> [Required action]
Scan the listing below. Copy each line that contains "paginator".

[[ Task data open ]]

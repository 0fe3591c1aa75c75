//! Listing-portal scraping.
//!
//! [`portal::Portal`] drives the search form, [`listing::PageScraper`] reads
//! one results page and [`paginator::Paginator`] walks the pages. Linked
//! documents are downloaded through [`http_client`].

pub mod browser;
pub mod http_client;
pub mod listing;
pub mod paginator;
pub mod portal;

pub use browser::{
    AutomationSession, ChromiumSessionFactory, ControlInfo, FixtureSessionFactory,
    HtmlFixtureSession, SessionError, SessionFactory,
};
pub use http_client::{DocumentFetcher, FetchError, HeadResponse, HttpClient};
pub use listing::PageScraper;
pub use paginator::Paginator;
pub use portal::Portal;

[[ Task data closed ]]

> [Worked solution]
//! one results page and [`paginator::Paginator`] walks the pages. Linked
pub mod paginator;
pub use paginator::Paginator;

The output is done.